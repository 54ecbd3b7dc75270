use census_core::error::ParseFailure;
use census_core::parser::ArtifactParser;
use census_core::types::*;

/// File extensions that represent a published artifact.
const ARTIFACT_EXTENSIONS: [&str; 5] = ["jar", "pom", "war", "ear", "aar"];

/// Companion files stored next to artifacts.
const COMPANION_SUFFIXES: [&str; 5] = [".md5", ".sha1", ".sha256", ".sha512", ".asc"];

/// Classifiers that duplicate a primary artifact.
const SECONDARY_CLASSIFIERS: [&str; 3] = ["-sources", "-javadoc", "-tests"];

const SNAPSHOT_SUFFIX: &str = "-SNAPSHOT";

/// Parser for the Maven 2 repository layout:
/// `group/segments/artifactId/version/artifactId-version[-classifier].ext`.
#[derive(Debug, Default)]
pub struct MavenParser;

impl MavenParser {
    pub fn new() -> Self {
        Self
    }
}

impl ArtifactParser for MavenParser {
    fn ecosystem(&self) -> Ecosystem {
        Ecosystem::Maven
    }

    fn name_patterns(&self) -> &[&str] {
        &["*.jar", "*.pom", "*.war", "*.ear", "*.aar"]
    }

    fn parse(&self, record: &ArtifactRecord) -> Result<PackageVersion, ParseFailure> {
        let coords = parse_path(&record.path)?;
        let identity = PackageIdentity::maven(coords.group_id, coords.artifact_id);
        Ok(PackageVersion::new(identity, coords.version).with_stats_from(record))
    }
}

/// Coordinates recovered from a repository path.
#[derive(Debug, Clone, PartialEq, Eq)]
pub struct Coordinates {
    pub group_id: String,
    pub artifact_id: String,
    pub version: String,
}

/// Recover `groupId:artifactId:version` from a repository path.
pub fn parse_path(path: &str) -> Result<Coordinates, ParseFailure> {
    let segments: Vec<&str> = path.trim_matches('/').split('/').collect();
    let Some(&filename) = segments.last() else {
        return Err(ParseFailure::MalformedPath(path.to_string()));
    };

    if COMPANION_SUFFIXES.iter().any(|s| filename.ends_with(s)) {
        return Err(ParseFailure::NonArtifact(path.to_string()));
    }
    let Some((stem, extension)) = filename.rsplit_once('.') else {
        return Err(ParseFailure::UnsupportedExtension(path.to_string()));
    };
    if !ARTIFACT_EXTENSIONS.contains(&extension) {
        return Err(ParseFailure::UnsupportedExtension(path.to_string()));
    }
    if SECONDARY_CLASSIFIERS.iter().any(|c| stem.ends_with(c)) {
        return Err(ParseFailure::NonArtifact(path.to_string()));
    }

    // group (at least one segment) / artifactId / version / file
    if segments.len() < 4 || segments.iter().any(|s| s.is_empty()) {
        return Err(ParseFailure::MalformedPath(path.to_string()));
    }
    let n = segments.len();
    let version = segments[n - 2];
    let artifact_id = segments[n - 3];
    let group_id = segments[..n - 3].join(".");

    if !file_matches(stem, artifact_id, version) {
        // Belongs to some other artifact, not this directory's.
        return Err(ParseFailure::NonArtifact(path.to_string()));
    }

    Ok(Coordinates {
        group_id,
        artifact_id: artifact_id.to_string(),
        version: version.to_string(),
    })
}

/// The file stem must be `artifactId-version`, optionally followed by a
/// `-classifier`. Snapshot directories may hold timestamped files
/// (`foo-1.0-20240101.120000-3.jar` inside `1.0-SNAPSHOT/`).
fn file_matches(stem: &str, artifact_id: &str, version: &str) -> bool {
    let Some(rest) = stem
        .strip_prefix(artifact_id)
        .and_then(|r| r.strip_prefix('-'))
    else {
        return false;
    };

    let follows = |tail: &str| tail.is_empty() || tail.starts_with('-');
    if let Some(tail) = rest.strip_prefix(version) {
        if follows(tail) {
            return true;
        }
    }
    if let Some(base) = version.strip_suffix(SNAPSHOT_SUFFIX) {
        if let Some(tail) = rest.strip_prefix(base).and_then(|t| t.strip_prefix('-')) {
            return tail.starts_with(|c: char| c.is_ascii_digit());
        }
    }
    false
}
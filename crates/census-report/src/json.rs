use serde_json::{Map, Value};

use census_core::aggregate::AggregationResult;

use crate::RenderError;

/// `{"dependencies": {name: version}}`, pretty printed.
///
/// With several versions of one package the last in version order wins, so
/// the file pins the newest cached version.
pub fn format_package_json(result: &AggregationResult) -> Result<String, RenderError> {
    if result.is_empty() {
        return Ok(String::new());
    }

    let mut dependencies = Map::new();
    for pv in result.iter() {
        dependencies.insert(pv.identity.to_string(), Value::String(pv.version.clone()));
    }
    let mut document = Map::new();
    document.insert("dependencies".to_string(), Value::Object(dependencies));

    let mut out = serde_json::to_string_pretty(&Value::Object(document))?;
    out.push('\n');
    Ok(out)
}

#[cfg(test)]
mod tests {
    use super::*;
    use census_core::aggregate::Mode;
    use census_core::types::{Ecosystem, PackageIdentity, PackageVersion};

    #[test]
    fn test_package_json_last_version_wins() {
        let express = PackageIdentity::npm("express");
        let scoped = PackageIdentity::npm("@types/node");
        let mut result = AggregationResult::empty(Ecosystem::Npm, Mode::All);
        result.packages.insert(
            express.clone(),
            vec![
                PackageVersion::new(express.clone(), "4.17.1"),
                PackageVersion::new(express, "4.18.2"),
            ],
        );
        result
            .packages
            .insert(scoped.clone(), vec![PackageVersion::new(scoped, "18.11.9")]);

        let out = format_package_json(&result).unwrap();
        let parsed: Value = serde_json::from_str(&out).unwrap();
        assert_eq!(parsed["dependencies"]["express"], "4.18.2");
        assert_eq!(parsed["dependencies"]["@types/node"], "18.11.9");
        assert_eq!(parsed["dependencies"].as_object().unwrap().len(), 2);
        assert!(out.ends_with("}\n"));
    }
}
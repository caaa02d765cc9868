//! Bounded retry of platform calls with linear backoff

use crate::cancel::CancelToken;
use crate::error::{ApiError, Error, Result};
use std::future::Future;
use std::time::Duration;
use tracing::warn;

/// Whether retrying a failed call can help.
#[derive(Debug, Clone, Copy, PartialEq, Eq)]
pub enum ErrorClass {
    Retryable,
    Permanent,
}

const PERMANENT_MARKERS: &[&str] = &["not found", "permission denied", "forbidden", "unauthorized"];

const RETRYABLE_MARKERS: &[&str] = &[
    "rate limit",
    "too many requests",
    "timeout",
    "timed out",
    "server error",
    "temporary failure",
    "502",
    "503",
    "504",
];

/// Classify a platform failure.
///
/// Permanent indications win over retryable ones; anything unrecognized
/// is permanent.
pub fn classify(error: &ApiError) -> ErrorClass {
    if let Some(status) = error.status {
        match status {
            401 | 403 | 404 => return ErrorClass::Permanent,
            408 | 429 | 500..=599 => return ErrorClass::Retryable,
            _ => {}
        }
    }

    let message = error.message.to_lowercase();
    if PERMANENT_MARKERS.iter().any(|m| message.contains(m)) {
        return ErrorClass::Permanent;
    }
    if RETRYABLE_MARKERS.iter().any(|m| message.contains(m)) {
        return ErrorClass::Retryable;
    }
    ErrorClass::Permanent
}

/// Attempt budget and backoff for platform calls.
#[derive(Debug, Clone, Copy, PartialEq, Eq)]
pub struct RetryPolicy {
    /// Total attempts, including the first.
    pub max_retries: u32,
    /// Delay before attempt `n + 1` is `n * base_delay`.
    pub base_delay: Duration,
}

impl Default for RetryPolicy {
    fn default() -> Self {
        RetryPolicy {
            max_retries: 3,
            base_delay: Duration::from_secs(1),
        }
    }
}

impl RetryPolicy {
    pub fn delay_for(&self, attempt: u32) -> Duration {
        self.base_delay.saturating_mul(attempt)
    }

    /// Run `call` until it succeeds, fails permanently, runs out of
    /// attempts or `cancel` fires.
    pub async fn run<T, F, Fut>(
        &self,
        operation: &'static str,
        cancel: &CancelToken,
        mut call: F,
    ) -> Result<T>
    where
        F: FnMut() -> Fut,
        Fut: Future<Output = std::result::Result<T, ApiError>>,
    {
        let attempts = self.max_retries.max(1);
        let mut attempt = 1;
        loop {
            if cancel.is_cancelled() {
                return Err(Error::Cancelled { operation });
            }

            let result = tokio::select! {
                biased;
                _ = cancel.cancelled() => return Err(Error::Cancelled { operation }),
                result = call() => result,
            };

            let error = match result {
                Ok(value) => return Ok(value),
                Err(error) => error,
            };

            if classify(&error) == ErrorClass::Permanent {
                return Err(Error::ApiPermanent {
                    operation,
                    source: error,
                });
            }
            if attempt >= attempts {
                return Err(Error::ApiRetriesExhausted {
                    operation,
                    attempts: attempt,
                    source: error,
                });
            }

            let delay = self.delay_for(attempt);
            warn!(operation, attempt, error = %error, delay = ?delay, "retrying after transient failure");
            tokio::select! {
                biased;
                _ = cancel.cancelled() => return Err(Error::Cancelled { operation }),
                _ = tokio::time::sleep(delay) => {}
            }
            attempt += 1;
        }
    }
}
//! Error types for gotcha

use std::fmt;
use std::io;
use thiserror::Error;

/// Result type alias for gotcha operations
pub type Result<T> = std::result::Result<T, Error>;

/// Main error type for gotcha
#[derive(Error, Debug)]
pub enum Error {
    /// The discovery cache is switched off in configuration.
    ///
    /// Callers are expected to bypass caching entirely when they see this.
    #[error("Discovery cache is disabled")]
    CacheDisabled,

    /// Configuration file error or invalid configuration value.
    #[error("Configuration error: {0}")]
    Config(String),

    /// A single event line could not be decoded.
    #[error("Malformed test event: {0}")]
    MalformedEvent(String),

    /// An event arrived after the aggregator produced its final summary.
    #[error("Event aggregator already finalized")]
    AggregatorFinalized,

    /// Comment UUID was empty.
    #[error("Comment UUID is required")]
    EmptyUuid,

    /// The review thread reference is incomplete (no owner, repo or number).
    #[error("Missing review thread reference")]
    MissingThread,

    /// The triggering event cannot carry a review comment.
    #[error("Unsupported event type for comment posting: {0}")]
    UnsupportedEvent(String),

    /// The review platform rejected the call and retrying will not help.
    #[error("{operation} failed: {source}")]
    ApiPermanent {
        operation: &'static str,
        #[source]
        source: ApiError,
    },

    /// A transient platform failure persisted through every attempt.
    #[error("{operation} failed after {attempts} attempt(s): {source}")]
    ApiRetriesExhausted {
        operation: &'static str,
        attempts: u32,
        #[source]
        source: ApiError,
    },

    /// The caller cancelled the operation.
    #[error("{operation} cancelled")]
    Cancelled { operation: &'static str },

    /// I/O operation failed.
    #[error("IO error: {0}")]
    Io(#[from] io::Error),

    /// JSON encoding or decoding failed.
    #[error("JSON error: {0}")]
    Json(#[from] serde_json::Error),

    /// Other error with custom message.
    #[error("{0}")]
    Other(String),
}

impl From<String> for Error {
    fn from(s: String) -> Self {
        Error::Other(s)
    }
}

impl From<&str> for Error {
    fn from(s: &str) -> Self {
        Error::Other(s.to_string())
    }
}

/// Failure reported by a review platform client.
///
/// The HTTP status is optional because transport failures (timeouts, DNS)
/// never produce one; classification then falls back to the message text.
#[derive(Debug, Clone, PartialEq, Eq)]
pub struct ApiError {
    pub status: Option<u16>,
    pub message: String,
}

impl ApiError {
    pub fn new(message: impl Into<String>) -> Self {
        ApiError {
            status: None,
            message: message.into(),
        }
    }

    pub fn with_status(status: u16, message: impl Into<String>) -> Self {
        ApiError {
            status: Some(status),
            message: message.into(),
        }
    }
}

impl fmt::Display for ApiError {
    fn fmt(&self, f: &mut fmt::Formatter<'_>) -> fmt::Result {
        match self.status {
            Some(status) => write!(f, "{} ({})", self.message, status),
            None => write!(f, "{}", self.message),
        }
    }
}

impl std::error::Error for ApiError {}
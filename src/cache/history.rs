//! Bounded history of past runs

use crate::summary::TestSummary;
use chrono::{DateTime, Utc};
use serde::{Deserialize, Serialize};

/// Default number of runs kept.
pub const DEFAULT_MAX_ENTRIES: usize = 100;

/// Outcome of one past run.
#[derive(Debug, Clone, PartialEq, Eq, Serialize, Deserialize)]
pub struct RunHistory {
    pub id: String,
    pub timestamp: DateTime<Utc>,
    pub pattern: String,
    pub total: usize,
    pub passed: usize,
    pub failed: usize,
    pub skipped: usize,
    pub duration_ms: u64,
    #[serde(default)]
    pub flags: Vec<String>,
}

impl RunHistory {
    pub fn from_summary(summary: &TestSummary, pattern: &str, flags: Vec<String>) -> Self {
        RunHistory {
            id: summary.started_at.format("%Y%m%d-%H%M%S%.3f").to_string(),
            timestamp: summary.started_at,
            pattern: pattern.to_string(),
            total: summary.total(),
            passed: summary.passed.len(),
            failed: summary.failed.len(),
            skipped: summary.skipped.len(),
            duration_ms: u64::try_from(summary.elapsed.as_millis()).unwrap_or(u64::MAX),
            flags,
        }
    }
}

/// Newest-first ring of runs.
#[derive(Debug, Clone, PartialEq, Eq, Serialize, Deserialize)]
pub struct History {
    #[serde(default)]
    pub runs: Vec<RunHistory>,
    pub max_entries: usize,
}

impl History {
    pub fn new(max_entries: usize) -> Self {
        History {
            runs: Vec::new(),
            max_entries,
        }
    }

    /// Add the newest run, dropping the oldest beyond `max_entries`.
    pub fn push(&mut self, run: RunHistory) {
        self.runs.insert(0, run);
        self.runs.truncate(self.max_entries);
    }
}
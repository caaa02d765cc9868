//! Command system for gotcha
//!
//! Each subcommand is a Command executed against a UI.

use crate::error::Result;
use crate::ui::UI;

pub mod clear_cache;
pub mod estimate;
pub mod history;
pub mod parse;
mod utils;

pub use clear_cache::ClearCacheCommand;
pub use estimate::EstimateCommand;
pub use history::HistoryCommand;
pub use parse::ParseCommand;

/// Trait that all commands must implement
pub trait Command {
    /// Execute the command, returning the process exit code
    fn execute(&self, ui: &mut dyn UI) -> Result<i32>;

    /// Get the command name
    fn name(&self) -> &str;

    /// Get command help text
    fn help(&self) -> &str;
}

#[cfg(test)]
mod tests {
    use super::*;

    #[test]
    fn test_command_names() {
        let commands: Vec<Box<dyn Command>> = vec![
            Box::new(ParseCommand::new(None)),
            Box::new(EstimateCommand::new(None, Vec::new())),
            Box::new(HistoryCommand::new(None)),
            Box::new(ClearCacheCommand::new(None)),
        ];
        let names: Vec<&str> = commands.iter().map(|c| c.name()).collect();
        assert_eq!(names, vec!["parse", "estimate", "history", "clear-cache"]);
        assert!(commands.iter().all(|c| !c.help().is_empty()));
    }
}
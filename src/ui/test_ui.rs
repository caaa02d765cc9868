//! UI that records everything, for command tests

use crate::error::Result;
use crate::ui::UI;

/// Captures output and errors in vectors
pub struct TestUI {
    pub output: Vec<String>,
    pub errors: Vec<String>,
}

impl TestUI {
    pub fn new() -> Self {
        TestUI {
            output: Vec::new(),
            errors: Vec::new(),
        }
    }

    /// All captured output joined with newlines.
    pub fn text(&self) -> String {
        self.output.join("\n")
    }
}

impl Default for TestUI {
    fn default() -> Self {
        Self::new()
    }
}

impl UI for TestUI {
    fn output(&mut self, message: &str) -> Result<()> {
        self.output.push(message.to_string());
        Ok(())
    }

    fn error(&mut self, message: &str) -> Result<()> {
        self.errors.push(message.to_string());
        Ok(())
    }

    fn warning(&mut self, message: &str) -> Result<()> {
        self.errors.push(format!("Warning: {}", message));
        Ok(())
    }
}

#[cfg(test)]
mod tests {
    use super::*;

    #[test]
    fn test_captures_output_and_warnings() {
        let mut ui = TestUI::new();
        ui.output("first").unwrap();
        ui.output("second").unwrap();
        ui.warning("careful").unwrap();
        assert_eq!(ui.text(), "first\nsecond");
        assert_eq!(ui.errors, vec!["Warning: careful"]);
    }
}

- - - - - - -

# Directions for this task:
Copy every line of the listing containing the string "careful".

# Reply:
        ui.warning("careful").unwrap();
        assert_eq!(ui.errors, vec!["Warning: careful"]);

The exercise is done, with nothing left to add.